• RECORD SET:
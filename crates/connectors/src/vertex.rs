//! Vertex AI text-classification adapter.
//!
//! Implements [`TextClassifier`] against the Vertex AI online-prediction
//! REST endpoint. Each request carries one `{ "content": ... }` instance
//! per text; each prediction comes back as parallel `displayNames` /
//! `confidences` arrays, which are zipped into typed [`LabelScore`] pairs
//! so downstream label lookup stays a checked operation.

use crate::traits::{LabelScore, Prediction, TextClassifier};
use crate::util::{from_reqwest, resolve_credential};
use mw_domain::config::ClassifierConfig;
use mw_domain::error::{Error, Result};
use serde_json::Value;

// ━━━━━━━━━━━━━━━━━━━━━━━━━━━━━━━━━━━━━━━━━━━━━━━━━━━━━━━━━━━━━━━━━━
// Adapter struct
// ━━━━━━━━━━━━━━━━━━━━━━━━━━━━━━━━━━━━━━━━━━━━━━━━━━━━━━━━━━━━━━━━━━

/// A [`TextClassifier`] adapter for a deployed Vertex AI endpoint.
#[derive(Debug)]
pub struct VertexClassifier {
    predict_url: String,
    token: String,
    client: reqwest::Client,
}

impl VertexClassifier {
    /// Create a new classifier from the deserialized config.
    ///
    /// The access token is resolved eagerly; the predict URL is assembled
    /// once from project / location / endpoint id.
    pub fn from_config(cfg: &ClassifierConfig) -> Result<Self> {
        if cfg.project.is_empty() || cfg.endpoint_id.is_empty() {
            return Err(Error::Config(
                "classifier.project and classifier.endpoint_id must be set".into(),
            ));
        }

        let token = resolve_credential(&cfg.auth)?;
        let client = reqwest::Client::builder()
            .timeout(std::time::Duration::from_millis(cfg.timeout_ms))
            .build()
            .map_err(from_reqwest)?;

        let predict_url = format!(
            "{}/v1/projects/{}/locations/{}/endpoints/{}:predict",
            cfg.effective_base_url(),
            cfg.project,
            cfg.location,
            cfg.endpoint_id
        );

        Ok(Self {
            predict_url,
            token,
            client,
        })
    }
}

// ━━━━━━━━━━━━━━━━━━━━━━━━━━━━━━━━━━━━━━━━━━━━━━━━━━━━━━━━━━━━━━━━━━
// Response parsing
// ━━━━━━━━━━━━━━━━━━━━━━━━━━━━━━━━━━━━━━━━━━━━━━━━━━━━━━━━━━━━━━━━━━

/// Parse the `predictions` array of a predict response into typed
/// [`Prediction`]s.
///
/// Each entry must carry `displayNames` and `confidences` arrays of equal
/// length; anything else is a malformed response.
fn parse_predictions(body: &Value) -> Result<Vec<Prediction>> {
    let predictions = body
        .get("predictions")
        .and_then(Value::as_array)
        .ok_or_else(|| {
            Error::ClassificationFailed("no predictions array in response".into())
        })?;

    predictions
        .iter()
        .enumerate()
        .map(|(i, p)| {
            let labels = p
                .get("displayNames")
                .and_then(Value::as_array)
                .ok_or_else(|| {
                    Error::ClassificationFailed(format!(
                        "prediction {i} missing displayNames"
                    ))
                })?;
            let confidences = p
                .get("confidences")
                .and_then(Value::as_array)
                .ok_or_else(|| {
                    Error::ClassificationFailed(format!(
                        "prediction {i} missing confidences"
                    ))
                })?;
            if labels.len() != confidences.len() {
                return Err(Error::ClassificationFailed(format!(
                    "prediction {i}: {} labels vs {} confidences",
                    labels.len(),
                    confidences.len()
                )));
            }

            let scores = labels
                .iter()
                .zip(confidences.iter())
                .map(|(l, c)| LabelScore {
                    label: l.as_str().unwrap_or_default().to_string(),
                    confidence: c.as_f64().unwrap_or(0.0) as f32,
                })
                .collect();
            Ok(Prediction { scores })
        })
        .collect()
}

// ━━━━━━━━━━━━━━━━━━━━━━━━━━━━━━━━━━━━━━━━━━━━━━━━━━━━━━━━━━━━━━━━━━
// Trait implementation
// ━━━━━━━━━━━━━━━━━━━━━━━━━━━━━━━━━━━━━━━━━━━━━━━━━━━━━━━━━━━━━━━━━━

#[async_trait::async_trait]
impl TextClassifier for VertexClassifier {
    async fn classify_batch(&self, texts: &[String]) -> Result<Vec<Prediction>> {
        let instances: Vec<Value> = texts
            .iter()
            .map(|t| serde_json::json!({ "content": t }))
            .collect();
        let body = serde_json::json!({ "instances": instances });

        tracing::debug!(instances = texts.len(), "vertex predict request");

        let resp = self
            .client
            .post(&self.predict_url)
            .bearer_auth(&self.token)
            .header("Content-Type", "application/json")
            .json(&body)
            .send()
            .await
            .map_err(from_reqwest)?;

        let status = resp.status();
        let text = resp.text().await.map_err(from_reqwest)?;
        if !status.is_success() {
            return Err(Error::ClassificationFailed(format!(
                "HTTP {} - {text}",
                status.as_u16()
            )));
        }

        let json: Value = serde_json::from_str(&text)?;
        parse_predictions(&json)
    }
}

// ━━━━━━━━━━━━━━━━━━━━━━━━━━━━━━━━━━━━━━━━━━━━━━━━━━━━━━━━━━━━━━━━━━
// Tests
// ━━━━━━━━━━━━━━━━━━━━━━━━━━━━━━━━━━━━━━━━━━━━━━━━━━━━━━━━━━━━━━━━━━
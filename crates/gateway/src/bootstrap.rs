//! Construction of the collaborator stack from config.

use crate::state::AppState;
use mw_connectors::{
    ChatPlatform, RetryingClassifier, SlackApiClient, TextClassifier, VertexClassifier,
};
use mw_domain::config::Config;
use mw_domain::error::Result;
use mw_pipeline::ScreeningPipeline;
use std::sync::Arc;

/// Build the app state: Slack adapter, classifier adapter (wrapped in the
/// per-window retry decorator when configured), and the pipeline over
/// both. Credentials are resolved eagerly here, so a misconfigured token
/// fails startup rather than the first request.
pub fn build_state(config: &Config) -> Result<AppState> {
    let platform: Arc<dyn ChatPlatform> = Arc::new(SlackApiClient::from_config(&config.slack)?);

    let vertex = VertexClassifier::from_config(&config.classifier)?;
    let classifier: Arc<dyn TextClassifier> = if config.classifier.max_retries > 0 {
        Arc::new(RetryingClassifier::new(
            vertex,
            config.classifier.max_retries,
        ))
    } else {
        Arc::new(vertex)
    };

    tracing::info!(
        target_label = %config.pipeline.target_label,
        window_size = config.pipeline.window_size,
        page_size = config.pipeline.page_size,
        retries = config.classifier.max_retries,
        "pipeline assembled"
    );

    let pipeline = Arc::new(ScreeningPipeline::new(
        platform.clone(),
        classifier,
        config.pipeline.clone(),
    ));

    Ok(AppState { pipeline, platform })
}
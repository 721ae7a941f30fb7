//! Channel screening pipeline: cursor-paginated history extraction with
//! memoized actor resolution, followed by fixed-window batch classification
//! with threshold filtering.
//!
//! One invocation runs a single logical flow: pages are fetched strictly
//! in sequence (each depends on the previous cursor) and classification
//! windows are submitted strictly in order, so the final aggregate is
//! deterministic. Any remote failure aborts the whole invocation; no
//! partial result is ever returned.

pub mod batch;
pub mod history;
pub mod screen;
pub mod sink;

pub use batch::BatchClassifier;
pub use history::HistoryReader;
pub use screen::ScreeningPipeline;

• WORK TO BE COMPLETED:
From the records above, pick out and copy each line holding the word "LabelScore".

• RESPONSE BOX:
//! `confidences` arrays, which are zipped into typed [`LabelScore`] pairs
use crate::traits::{LabelScore, Prediction, TextClassifier};
                .map(|(l, c)| LabelScore {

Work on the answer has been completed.